# Records to process

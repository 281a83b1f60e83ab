//! Drive upload verification.
//!
//! For every file of a drive the pipeline pairs the newest metadata
//! transaction with the data transaction its payload points to and decides
//! whether the file is retrievable. Files are verified concurrently: tasks
//! are spawned one after another with a fixed delay between spawns, then
//! awaited in the order they were spawned so the report order is stable.

use indicatif::ProgressBar;
use serde::Serialize;
use std::collections::{HashMap, HashSet};
use std::sync::Arc;
use std::time::Duration;
use tracing::{debug, info, warn};

use super::gaps::find_gaps;
use super::record::{FileRecord, Summary};
use crate::arfs::{EntityKind, EntityResolver, KnownTag, MetadataPayload, PayloadError};
use crate::constants;
use crate::error::{Error, Result};
use crate::gateway::{GatewayError, PayloadFetcher};
use crate::ledger::{Entry, PaginatedFetcher, QueryFilter, SortOrder};
use crate::reliability::{RetryPolicy, retry_async};

/// Tuning for a verification run.
#[derive(Debug, Clone)]
pub struct VerifyConfig {
    /// Policy for metadata fetches and data transaction polling.
    pub retry: RetryPolicy,
    /// Minimum delay between two task dispatches.
    pub dispatch_delay: Duration,
}

impl Default for VerifyConfig {
    fn default() -> Self {
        Self {
            retry: RetryPolicy::default(),
            dispatch_delay: Duration::from_millis(constants::DEFAULT_DISPATCH_DELAY_MS),
        }
    }
}

/// Inclusive bounds for numeric gap detection; missing bounds are observed.
#[derive(Debug, Clone, Copy, Default, PartialEq, Eq)]
pub struct NumericRange {
    pub min: Option<u64>,
    pub max: Option<u64>,
}

/// Optional narrowing of a verification report.
#[derive(Debug, Clone, Default)]
pub struct VerifyFilters {
    /// Keep only files with this extension (case-insensitive, dot optional).
    pub extension: Option<String>,
    /// Lay files out as a numbered sequence and report gaps.
    pub numeric: Option<NumericRange>,
}

/// Result of verifying one drive.
#[derive(Debug, Clone, Serialize)]
pub struct DriveReport {
    pub drive_id: String,
    /// Drive owner, if the drive entity could be resolved.
    pub owner: Option<String>,
    pub summary: Summary,
    pub records: Vec<FileRecord>,
    /// Older metadata transactions superseded during deduplication.
    pub superseded: usize,
    pub notes: Vec<String>,
}

/// Shared, read-only state handed to every verification task.
struct TaskContext {
    fetcher: PaginatedFetcher,
    payloads: Arc<dyn PayloadFetcher>,
    index: HashMap<String, Entry>,
    retry: RetryPolicy,
}

/// Verifies every file of a drive.
pub struct VerificationPipeline {
    fetcher: PaginatedFetcher,
    payloads: Arc<dyn PayloadFetcher>,
    config: VerifyConfig,
    progress: ProgressBar,
}

impl VerificationPipeline {
    pub fn new(
        fetcher: PaginatedFetcher,
        payloads: Arc<dyn PayloadFetcher>,
        config: VerifyConfig,
    ) -> Self {
        Self {
            fetcher,
            payloads,
            config,
            progress: ProgressBar::hidden(),
        }
    }

    /// Report collected files on `progress`.
    #[must_use]
    pub fn with_progress(mut self, progress: ProgressBar) -> Self {
        self.progress = progress;
        self
    }

    /// Verify drive `drive_id`.
    ///
    /// # Errors
    ///
    /// Returns an error for an empty drive id or when the drive's
    /// transactions could not be fetched completely. Per-file problems are
    /// reported in the records instead.
    pub async fn verify_drive(&self, drive_id: &str, filters: &VerifyFilters) -> Result<DriveReport> {
        let drive_id = drive_id.trim();
        if drive_id.is_empty() {
            return Err(Error::missing_identifier("drive id"));
        }
        let mut notes = Vec::new();

        let resolver = EntityResolver::new(self.fetcher.clone());
        let owner = resolver
            .resolve(drive_id, EntityKind::Drive)
            .await?
            .map(|drive| drive.owner);

        let filter = match &owner {
            Some(owner) => QueryFilter::new().owner(owner),
            None => {
                warn!(drive_id = %drive_id, "Drive owner unknown, verifying without owner check");
                notes.push("drive entity not found; owner was not verified".to_string());
                QueryFilter::new().tag(KnownTag::DriveId.name(), drive_id)
            },
        }
        .sort(SortOrder::NewestFirst);

        let outcome = self.fetcher.fetch(&filter, None).await;
        if !outcome.succeeded {
            return Err(Error::incomplete_fetch(
                format!("drive {drive_id}"),
                outcome.entries.len(),
            ));
        }

        let (files, superseded) = latest_file_metadata(&outcome.entries, drive_id);
        info!(
            drive_id = %drive_id,
            transactions = outcome.entries.len(),
            files = files.len(),
            superseded,
            "Verifying drive files"
        );

        let mut index = HashMap::with_capacity(outcome.entries.len());
        for entry in outcome.entries {
            index.entry(entry.id().to_string()).or_insert(entry);
        }
        let ctx = Arc::new(TaskContext {
            fetcher: self.fetcher.clone(),
            payloads: Arc::clone(&self.payloads),
            index,
            retry: self.config.retry.clone(),
        });

        let mut records = self.run_tasks(&ctx, files).await;

        if let Some(extension) = &filters.extension {
            let wanted = extension.trim_start_matches('.').to_ascii_lowercase();
            // Unnamed records are failures whose name is unknown; keep them.
            records.retain(|r| r.filename.is_empty() || r.extension().as_deref() == Some(&wanted));
        }

        if let Some(range) = filters.numeric {
            let gaps = find_gaps(&records, range.min, range.max);
            info!(
                drive_id = %drive_id,
                slots = gaps.slots.len(),
                missing = gaps.missing_numbers().len(),
                unnumbered = gaps.unnumbered.len(),
                "Numeric gap check done"
            );
            notes.extend(gaps.notes);
            records = gaps.slots;
            records.extend(gaps.unnumbered);
        }

        Ok(DriveReport {
            drive_id: drive_id.to_string(),
            owner,
            summary: Summary::from_records(&records),
            records,
            superseded,
            notes,
        })
    }

    /// Fire every task, then collect results in submission order.
    async fn run_tasks(&self, ctx: &Arc<TaskContext>, files: Vec<(String, Entry)>) -> Vec<FileRecord> {
        self.progress.set_length(files.len() as u64);

        let mut handles = Vec::with_capacity(files.len());
        for (i, (file_id, metadata)) in files.into_iter().enumerate() {
            if i > 0 && !self.config.dispatch_delay.is_zero() {
                tokio::time::sleep(self.config.dispatch_delay).await;
            }
            let metadata_tx = metadata.id().to_string();
            let task = tokio::spawn(verify_file(Arc::clone(ctx), file_id.clone(), metadata));
            handles.push((file_id, metadata_tx, task));
        }

        let mut records = Vec::with_capacity(handles.len());
        for (file_id, metadata_tx, task) in handles {
            let record = match task.await {
                Ok(record) => record,
                Err(e) => {
                    warn!(file_id = %file_id, error = %e, "Verification task failed");
                    let mut record = FileRecord::new(file_id, metadata_tx);
                    record.mark_error(format!("verification task failed: {e}"), false);
                    record
                },
            };
            self.progress.inc(1);
            records.push(record);
        }
        self.progress.finish_and_clear();
        records
    }
}

/// Newest metadata transaction per file of `drive_id`.
///
/// `entries` must be newest first; the first entry seen for a file id wins
/// and later ones are counted as superseded.
pub fn latest_file_metadata(entries: &[Entry], drive_id: &str) -> (Vec<(String, Entry)>, usize) {
    let mut seen = HashSet::new();
    let mut files = Vec::new();
    let mut superseded = 0;

    for entry in entries {
        if entry.tag(KnownTag::EntityType.name()) != Some(EntityKind::File.as_tag_value())
            || entry.tag(KnownTag::DriveId.name()) != Some(drive_id)
        {
            continue;
        }
        let Some(file_id) = entry.tag(KnownTag::FileId.name()) else {
            warn!(tx_id = %entry.id(), "File metadata without File-Id");
            continue;
        };
        if seen.insert(file_id.to_string()) {
            files.push((file_id.to_string(), entry.clone()));
        } else {
            warn!(
                file_id = %file_id,
                tx_id = %entry.id(),
                "Dropping superseded metadata transaction"
            );
            superseded += 1;
        }
    }
    (files, superseded)
}

async fn verify_file(ctx: Arc<TaskContext>, file_id: String, metadata: Entry) -> FileRecord {
    let mut record = FileRecord::new(file_id, metadata.id());
    record.metadata_state = metadata.confirmation().to_string();

    let payloads = &ctx.payloads;
    let tx_id = metadata.id();
    let payload = retry_async(
        &ctx.retry,
        "file metadata",
        || async move {
            let text = payloads.fetch_payload(tx_id).await?;
            let payload = MetadataPayload::parse(&text)?;
            Ok::<_, PayloadError>(payload)
        },
        |_| true,
    )
    .await;

    let payload = match payload {
        Ok(payload) => payload,
        Err(e) => {
            record.mark_error(e.to_string(), false);
            return record;
        },
    };
    record.filename = payload.name.clone().unwrap_or_default();

    let Some(data_tx_id) = payload.data_tx_id.filter(|id| !id.is_empty()) else {
        record.mark_error("metadata has no dataTxId", true);
        return record;
    };
    record.data_tx_id = Some(data_tx_id.clone());

    let data = match ctx.index.get(&data_tx_id) {
        Some(entry) => Some(entry.clone()),
        None => poll_transaction(&ctx, &data_tx_id).await,
    };
    classify(&mut record, &metadata, data.as_ref());
    debug!(
        file_id = %record.file_id,
        health = %record.health,
        "File verified"
    );
    record
}

/// Look a transaction up by id until it appears or the policy is spent.
async fn poll_transaction(ctx: &TaskContext, tx_id: &str) -> Option<Entry> {
    let fetcher = &ctx.fetcher;
    let result = retry_async(
        &ctx.retry,
        "data transaction status",
        || async move {
            match fetcher.fetch_by_id(tx_id).await {
                Ok(Some(entry)) => Ok(entry),
                Ok(None) => Err(GatewayError::NotFound(tx_id.to_string())),
                Err(e) => Err(e),
            }
        },
        |e| matches!(e, GatewayError::NotFound(_)),
    )
    .await;

    match result {
        Ok(entry) => Some(entry),
        Err(e) => {
            debug!(tx_id = %tx_id, error = %e, "Data transaction not found");
            None
        },
    }
}

/// Decide a record's health from its two transactions.
pub fn classify(record: &mut FileRecord, metadata: &Entry, data: Option<&Entry>) {
    let meta_confirmed = metadata.confirmation().is_confirmed();
    record.metadata_state = metadata.confirmation().to_string();

    let Some(data) = data else {
        record.data_state = "not found".to_string();
        if meta_confirmed {
            record.mark_error("data transaction missing", true);
        } else {
            record.mark_pending("data transaction not yet indexed");
        }
        return;
    };

    record.data_state = data.confirmation().to_string();
    match (meta_confirmed, data.confirmation().is_confirmed()) {
        (true, true) => record.mark_healthy(),
        (false, true) => record.mark_pending("metadata transaction unconfirmed"),
        (true, false) => record.mark_pending("data transaction unconfirmed"),
        (false, false) => record.mark_pending("metadata and data transactions unconfirmed"),
    }
}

# What is expected
Find the word "NumericRange" in the entries, then copy out every line that has it.

# Result for this task
pub struct NumericRange {
    pub numeric: Option<NumericRange>,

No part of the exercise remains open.